Es muss nicht alles Sonnenbrand sein, was danach aussieht. Ähnliche Symptome treten bei stark lichtempfindlicher Haut auf. Lichtempfindlichkeit kann durch bestimmte Medikamente verstärkt werden. Notfallarzt Johannes Wimmer erklärt die Ursachen.

Ein Sonnenbrand bildet sich in Etappen: Erst wird die Haut rötlich, dann noch ein bisschen mehr und bei ganz Unvorsichtigen pellt sie sich am Ende auch, sagt Notfallmediziner Johannes Wimmer. Wer aber plötzlich Rötungen bekommt, Ausschläge oder Blasen, der sollte das untersuchen lassen. Aber nicht alles, was nach Sonnenbrand aussieht, ist tatsächlich auch einer. Manchmal ist es eine allergische Überreaktion oder die Haut ist extrem lichtempfindlich. Manche Inhaltsstoffe in Kosmetika oder Medikamenten können eine stärkere Lichtempfindlichkeit verursachen oder hervorrufen, hat eine Studie des Fraunhofer-Instituts gezeigt.

Doktor Johannes Wimmer auf Stipvisite bei DRadio Wissen

"Bei der sogenannten Überreaktion der Haut oder Lichtallergie ist es so, dass sich richtig schnell große Probleme bilden. Die Haut fängt an, Hubbel zu bilden, es gibt Quaddeln, es gibt Ausschläge, es gibt Schuppungen. Das ist viel stärker als ein normaler Sonnenbrand."
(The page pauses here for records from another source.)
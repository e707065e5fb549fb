use super::error::RoutingError;

/// 호스트 규칙. 비교는 대소문자를 구분하지 않고, 요청의 포트는 무시합니다.
#[derive(Debug, Clone, PartialEq, Eq)]
pub struct HostMatcher {
    name: String,
}

impl HostMatcher {
    pub fn new(host: &str) -> Result<Self, RoutingError> {
        let host = host.trim();
        if host.is_empty() || host.contains('/') || host.contains(' ') {
            return Err(RoutingError::InvalidHost {
                host: host.to_string(),
                reason: "Invalid format".to_string(),
            });
        }
        Ok(Self {
            name: host.to_ascii_lowercase(),
        })
    }

    pub fn name(&self) -> &str {
        &self.name
    }

    pub fn matches(&self, request_host: &str) -> bool {
        strip_port(request_host).eq_ignore_ascii_case(&self.name)
    }
}

/// `example.com:8080` → `example.com`, `[::1]:80` → `[::1]`
pub fn strip_port(host: &str) -> &str {
    if host.starts_with('[') {
        return match host.find(']') {
            Some(end) => &host[..=end],
            None => host,
        };
    }
    match host.rsplit_once(':') {
        Some((name, port)) if !name.contains(':') && port.parse::<u16>().is_ok() => name,
        _ => host,
    }
}

#[cfg(test)]
mod tests {
    use super::*;

    #[test]
    fn test_strip_port() {
        assert_eq!(strip_port("example.com:8080"), "example.com");
        assert_eq!(strip_port("example.com"), "example.com");
        assert_eq!(strip_port("[::1]:80"), "[::1]");
        assert_eq!(strip_port("::1"), "::1");
    }

    #[test]
    fn test_host_matches() {
        let matcher = HostMatcher::new("Example.com").unwrap();
        assert!(matcher.matches("example.com"));
        assert!(matcher.matches("EXAMPLE.COM:8080"));
        assert!(!matcher.matches("api.example.com"));
    }

    #[test]
    fn test_invalid_host() {
        assert!(HostMatcher::new("").is_err());
        assert!(HostMatcher::new("example.com/path").is_err());
    }
}
use std::io;

use async_trait::async_trait;
use hyper::upgrade::OnUpgrade;
use hyper::{HeaderMap, StatusCode};

use super::ranges::HttpCodeRanges;
use crate::middleware::writer::{
    copy_headers, is_informational, Capabilities, CloseNotify, ResponseWriter, WriterError,
};

/// 설정된 범위의 상태 코드를 가로채는 writer
///
/// 범위에 든 상태 코드가 기록되면 그 응답의 헤더와 본문은 클라이언트로
/// 나가지 않고, 기록은 성공한 것처럼 보고됩니다.
pub(super) struct CodeCatcher<'a> {
    inner: &'a mut dyn ResponseWriter,
    caps: Capabilities,
    ranges: &'a HttpCodeRanges,
    headers: HeaderMap,
    code: StatusCode,
    filtered: bool,
    headers_sent: bool,
}

impl<'a> CodeCatcher<'a> {
    pub(super) fn new(inner: &'a mut dyn ResponseWriter, ranges: &'a HttpCodeRanges) -> Self {
        let caps = Capabilities::detect(&*inner);
        Self {
            inner,
            caps,
            ranges,
            headers: HeaderMap::new(),
            code: StatusCode::OK,
            filtered: false,
            headers_sent: false,
        }
    }

    pub(super) fn is_filtered(&self) -> bool {
        self.filtered
    }

    pub(super) fn code(&self) -> StatusCode {
        self.code
    }
}

#[async_trait]
impl ResponseWriter for CodeCatcher<'_> {
    fn headers(&self) -> &HeaderMap {
        if self.headers_sent {
            self.inner.headers()
        } else {
            &self.headers
        }
    }

    fn headers_mut(&mut self) -> &mut HeaderMap {
        if self.headers_sent {
            self.inner.headers_mut()
        } else {
            &mut self.headers
        }
    }

    fn write_header(&mut self, status: StatusCode) {
        if self.headers_sent || self.filtered {
            return;
        }

        if is_informational(status) {
            copy_headers(self.inner.headers_mut(), &self.headers);
            self.inner.write_header(status);
            return;
        }

        self.code = status;
        if self.ranges.contains(status) {
            self.filtered = true;
            return;
        }

        copy_headers(self.inner.headers_mut(), &self.headers);
        self.inner.write_header(status);
        self.headers_sent = true;
    }

    async fn write(&mut self, buf: &[u8]) -> io::Result<usize> {
        self.write_header(self.code);
        if self.filtered {
            return Ok(buf.len());
        }
        self.inner.write(buf).await
    }

    fn capabilities(&self) -> Capabilities {
        self.caps
    }

    async fn flush(&mut self) -> Result<(), WriterError> {
        if !self.caps.can_flush() {
            return Err(WriterError::NotFlusher(self.inner.writer_name()));
        }
        self.write_header(self.code);
        if self.filtered {
            return Ok(());
        }
        self.inner.flush().await
    }

    fn hijack(&mut self) -> Result<OnUpgrade, WriterError> {
        if !self.caps.can_hijack() {
            return Err(WriterError::NotHijacker(self.inner.writer_name()));
        }
        self.inner.hijack()
    }

    fn close_notify(&self) -> Option<CloseNotify> {
        self.inner.close_notify()
    }
}
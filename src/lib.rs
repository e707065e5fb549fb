//! 미들웨어 체인으로 라우터별 동작을 조립하는 리버스 프록시입니다.
//!
//! # 주요 기능
//!
//! - 공급자 한정 이름(`name@provider`)과 중첩 체인을 해석하는 미들웨어 체인 빌더
//! - 응답 writer 가로채기: 측정(capture), 재시도, 에러 페이지
//! - 파일 공급자의 동적 구성과 무중단 라우터 교체
//!
//! # 예제
//!
//! ```
//! use std::sync::Arc;
//! use reverse_proxy_chain::middleware::{Chain, BoxHandler, Handler, ResponseRecorder};
//! use reverse_proxy_chain::middleware::handler::{empty_body, Body};
//! use reverse_proxy_chain::middleware::writer::{write_all, ResponseWriter};
//!
//! struct Hello;
//!
//! #[async_trait::async_trait]
//! impl Handler for Hello {
//!     async fn serve(&self, w: &mut dyn ResponseWriter, _req: hyper::Request<Body>) {
//!         write_all(w, b"hello").await.unwrap();
//!     }
//! }
//!
//! let handler = Chain::new().then(Arc::new(Hello) as BoxHandler).unwrap();
//! let rt = tokio::runtime::Builder::new_current_thread().build().unwrap();
//! let mut rec = ResponseRecorder::new();
//! rt.block_on(handler.serve(&mut rec, hyper::Request::new(empty_body())));
//! assert_eq!(rec.body_string(), "hello");
//! ```

pub mod dynamic;
pub mod logging;
pub mod middleware;
pub mod proxy;
pub mod routing;
pub mod server;
pub mod settings;
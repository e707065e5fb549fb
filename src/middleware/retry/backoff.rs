//! 재시도 간격 계산 (지수 증가 + 지터)

use std::time::Duration;

use rand::Rng;

const RANDOMIZATION_FACTOR: f64 = 0.5;

/// 시도 횟수에 맞춰 배율이 정해지는 지수 백오프
///
/// 배율은 `2^(1/(attempts-1))`이라서 마지막 시도 직전 간격이 초기 간격의
/// 약 두 배가 됩니다.
#[derive(Debug, Clone)]
pub struct ExponentialBackoff {
    current: Duration,
    multiplier: f64,
}

impl ExponentialBackoff {
    pub fn new(attempts: u32, initial_interval: Duration) -> Self {
        let multiplier = if attempts > 1 {
            2f64.powf(1.0 / f64::from(attempts - 1))
        } else {
            1.0
        };
        Self {
            current: initial_interval,
            multiplier,
        }
    }

    pub fn next_delay(&mut self) -> Duration {
        if self.current.is_zero() {
            return Duration::ZERO;
        }

        let secs = self.current.as_secs_f64();
        let delta = secs * RANDOMIZATION_FACTOR;
        let delay = rand::thread_rng().gen_range((secs - delta)..=(secs + delta));

        self.current = Duration::from_secs_f64(secs * self.multiplier);
        Duration::from_secs_f64(delay)
    }
}
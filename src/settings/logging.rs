use serde::{Deserialize, Deserializer};
use std::env;
use tracing::Level;
use super::{server::parse_env_var, SettingsError};

#[derive(Debug, Clone, Copy, Default, PartialEq, Eq, Deserialize)]
#[serde(rename_all = "lowercase")]
pub enum LogFormat {
    #[default]
    Text,
    Json,
}

impl std::str::FromStr for LogFormat {
    type Err = String;

    fn from_str(s: &str) -> Result<Self, Self::Err> {
        match s.to_lowercase().as_str() {
            "text" => Ok(LogFormat::Text),
            "json" => Ok(LogFormat::Json),
            _ => Err(format!("Invalid log format: {}", s)),
        }
    }
}

/// 로그 출력 대상. `stdout` 외의 값은 파일 경로로 취급합니다.
#[derive(Debug, Clone, Default, PartialEq, Eq)]
pub enum LogOutput {
    #[default]
    Stdout,
    File(String),
}

impl std::str::FromStr for LogOutput {
    type Err = String;

    fn from_str(s: &str) -> Result<Self, Self::Err> {
        match s {
            "" => Err("빈 출력 대상".to_string()),
            s if s.eq_ignore_ascii_case("stdout") => Ok(LogOutput::Stdout),
            path => Ok(LogOutput::File(path.to_string())),
        }
    }
}

impl<'de> Deserialize<'de> for LogOutput {
    fn deserialize<D>(deserializer: D) -> Result<Self, D::Error>
    where
        D: Deserializer<'de>,
    {
        let value = String::deserialize(deserializer)?;
        value.parse().map_err(serde::de::Error::custom)
    }
}

#[derive(Debug, Clone, PartialEq, Eq)]
pub struct LogSettings {
    pub format: LogFormat,
    pub level: Level,
    pub output: LogOutput,
}

impl LogSettings {
    pub fn from_env() -> Result<Self, SettingsError> {
        let level = match env::var("PROXY_LOG_LEVEL") {
            Ok(level) => parse_log_level(&level).ok_or_else(|| SettingsError::EnvVarInvalid {
                var_name: "PROXY_LOG_LEVEL".to_string(),
                value: level.clone(),
                reason: "유효하지 않은 로그 레벨".to_string(),
            })?,
            Err(_) => Level::INFO,
        };

        Ok(Self {
            format: parse_env_var("PROXY_LOG_FORMAT", LogFormat::default)?,
            level,
            output: parse_env_var("PROXY_LOG_OUTPUT", LogOutput::default)?,
        })
    }
}

impl Default for LogSettings {
    fn default() -> Self {
        Self {
            format: LogFormat::default(),
            level: Level::INFO,
            output: LogOutput::default(),
        }
    }
}

fn parse_log_level(level: &str) -> Option<Level> {
    match level.to_lowercase().as_str() {
        "error" => Some(Level::ERROR),
        "warn" => Some(Level::WARN),
        "info" => Some(Level::INFO),
        "debug" => Some(Level::DEBUG),
        "trace" => Some(Level::TRACE),
        _ => None,
    }
}

impl<'de> Deserialize<'de> for LogSettings {
    fn deserialize<D>(deserializer: D) -> Result<Self, D::Error>
    where
        D: Deserializer<'de>,
    {
        #[derive(Deserialize)]
        #[serde(deny_unknown_fields)]
        struct Helper {
            #[serde(default)]
            format: LogFormat,
            #[serde(default = "default_log_level_string")]
            level: String,
            #[serde(default)]
            output: LogOutput,
        }

        let helper = Helper::deserialize(deserializer)?;
        let level = parse_log_level(&helper.level).ok_or_else(|| {
            serde::de::Error::custom(format!("유효하지 않은 로그 레벨: {}", helper.level))
        })?;

        Ok(LogSettings {
            format: helper.format,
            level,
            output: helper.output,
        })
    }
}

fn default_log_level_string() -> String {
    "info".to_string()
}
Viele Bindemittel, Öle oder Ölersatzstoffe, die die Haut lichtempfindlicher machen, sind inzwischen verboten. Bei den Cremes und Ölen sind oft sogar die günstigeren Präparate die besseren. "Ein Riesenproblem - und das unterschätzen viele - sind zum Beispiel Medikamente: Antibiotika, Antidepressiva, Herzmedikamente und Blutfettsenker und viele andere. Da ist das Problem, dass der Körper das Medikament überall in sich trägt, also auch an der Haut."

"In einem Gebiet, wo du eh allergisch auf Dinge reagierst - zum Beispiel auf Pollen - ist das Risiko höher. Wenn du dich an einem Strand sonnst, der in der Nähe einer viel befahrenen Straße liegt, kann es sein, dass die Pollen und die Dieselpartikel sich gemeinsam auf deine Haut setzen. Dann kann es richtig rundgehen."

Eigentlich ist es der Job des Arztes über solche Nebenwirkungen aufzuklären. Notfallmediziner Johannes Wimmer empfiehlt, den Namen des Medikamentes gemeinsam mit den Stichworten "Sonne" und "Hautreaktion" zu googeln, den Beipackzettel zu lesen und den Apotheker oder Arzt zu befragen, um sich vor Hautkrankheiten und Verletzungen zu schützen.